[Saved entries]
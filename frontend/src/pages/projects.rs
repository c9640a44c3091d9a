use log::debug;
use web_sys::window;
use yew::prelude::*;

use crate::components::hover::Hoverable;
use crate::components::icon::IconView;
use crate::components::reveal::RevealSection;
use crate::models::{Icon, Project, ProjectAction};
use crate::motion::variant::{Easing, HoverMotion, MotionState, Stagger, Transition, Variants};

const CONTAINER: Variants = Variants {
    hidden: MotionState::faded(),
    visible: MotionState::REST,
    transition: Transition::new(300, Easing::EaseOut),
};

const CARD: Variants = Variants {
    hidden: MotionState::faded().with_offset(0.0, 50.0).with_scale(0.9),
    visible: MotionState::REST,
    transition: Transition::new(600, Easing::EaseOut),
};

const STAGGER: Stagger = Stagger::new(200);

const CARD_HOVER: HoverMotion = HoverMotion::scale(1.02).lift(-5.0);
const BADGE_HOVER: HoverMotion = HoverMotion::scale(1.1).spin(360.0).over(600);

/// Opens `url` in a new browsing context. Blocked popups are ignored.
fn open_external(url: &str) {
    if let Some(window) = window() {
        debug!("Opening {}", url);
        let _ = window.open_with_url_and_target(url, "_blank");
    }
}

fn open_callback(url: String) -> Callback<MouseEvent> {
    Callback::from(move |_: MouseEvent| open_external(&url))
}

#[derive(Properties, PartialEq)]
pub struct ProjectCardProps {
    pub project: Project,
}

#[function_component(ProjectCard)]
pub fn project_card(props: &ProjectCardProps) -> Html {
    let project = &props.project;
    let (from, to) = &project.accent;
    let badge_style = format!("background: linear-gradient(90deg, {}, {});", from, to);

    html! {
        <Hoverable motion={CARD_HOVER} class="project-card">
            <div class="project-image">
                <img src={project.image.clone()} alt={project.title.clone()} loading="lazy" />
                <div class="project-image-shade" />
                <Hoverable motion={BADGE_HOVER} class="project-badge-anchor">
                    <div class="project-badge" style={badge_style}>
                        <IconView icon={project.icon} size={16} color="white" />
                    </div>
                </Hoverable>
            </div>

            <div class="project-body">
                <h3 class="project-title">{project.title.clone()}</h3>
                <p class="project-description">{project.description.clone()}</p>

                <div class="project-features">
                    {
                        for project.features.iter().map(|feature| html! {
                            <div class="project-feature" key={feature.clone()}>
                                <span class="dot" />
                                {feature.clone()}
                            </div>
                        })
                    }
                </div>

                <div class="project-tech">
                    {
                        for project.displayed_tech().map(|group| html! {
                            <div class="tech-row">
                                <IconView icon={group.category.icon()} size={12} color="#c084fc" />
                                <span class="tech-label">{format!("{}:", group.category.label())}</span>
                                <div class="tech-chips">
                                    { for group.items.iter().map(|item| html! { <span class="tech-chip">{item.clone()}</span> }) }
                                </div>
                            </div>
                        })
                    }
                </div>

                <div class="project-actions">
                    {
                        for project.actions().into_iter().map(|action| {
                            let class = match &action {
                                ProjectAction::LivePreview(_) => "action-button primary",
                                ProjectAction::Code(_) => "action-button outline",
                            };
                            html! {
                                <button class={class} onclick={open_callback(action.url().to_string())}>
                                    <IconView icon={action.icon()} size={12} />
                                    {action.label()}
                                </button>
                            }
                        })
                    }
                </div>
            </div>
        </Hoverable>
    }
}

#[derive(Properties, PartialEq)]
pub struct ProjectsSectionProps {
    pub projects: Vec<Project>,
    pub github_profile: AttrValue,
}

#[function_component(ProjectsSection)]
pub fn projects_section(props: &ProjectsSectionProps) -> Html {
    html! {
        <section id="projects" class="portfolio-section projects-section">
            <div class="section-inner">
                // Heading, every card and the banner reveal as siblings; the
                // grid spans heading and banner across both columns.
                <RevealSection container={CONTAINER} item={CARD} stagger={STAGGER} class="project-grid">
                    <div class="section-heading">
                        <h2 class="section-title">{"Featured Projects"}</h2>
                        <p class="section-subtitle">
                            {"A showcase of my latest work, featuring innovative solutions and cutting-edge technologies."}
                        </p>
                        <div class="heading-rule" />
                    </div>

                    {
                        for props.projects.iter().map(|project| html! {
                            <ProjectCard project={project.clone()} />
                        })
                    }

                    <div class="profile-banner-wrap">
                        <div class="profile-banner" onclick={open_callback(props.github_profile.to_string())}>
                            <IconView icon={Icon::Github} size={20} />
                            <span>{"View my GitHub profile for all projects and source code"}</span>
                            <IconView icon={Icon::ExternalLink} size={20} />
                        </div>
                    </div>
                </RevealSection>
            </div>
        </section>
    }
}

TASK STATEMENT — Repeat word for word every line from the start of the entries to the line holding "fn open_callback(url: String)", inclusive, and nothing else.

RESULT —
filename frontend/src/pages/projects.rs
repository c9640a44c3091d9a
use log::debug;
use web_sys::window;
use yew::prelude::*;

use crate::components::hover::Hoverable;
use crate::components::icon::IconView;
use crate::components::reveal::RevealSection;
use crate::models::{Icon, Project, ProjectAction};
use crate::motion::variant::{Easing, HoverMotion, MotionState, Stagger, Transition, Variants};

const CONTAINER: Variants = Variants {
    hidden: MotionState::faded(),
    visible: MotionState::REST,
    transition: Transition::new(300, Easing::EaseOut),
};

const CARD: Variants = Variants {
    hidden: MotionState::faded().with_offset(0.0, 50.0).with_scale(0.9),
    visible: MotionState::REST,
    transition: Transition::new(600, Easing::EaseOut),
};

const STAGGER: Stagger = Stagger::new(200);

const CARD_HOVER: HoverMotion = HoverMotion::scale(1.02).lift(-5.0);
const BADGE_HOVER: HoverMotion = HoverMotion::scale(1.1).spin(360.0).over(600);

/// Opens `url` in a new browsing context. Blocked popups are ignored.
fn open_external(url: &str) {
    if let Some(window) = window() {
        debug!("Opening {}", url);
        let _ = window.open_with_url_and_target(url, "_blank");
    }
}

fn open_callback(url: String) -> Callback<MouseEvent> {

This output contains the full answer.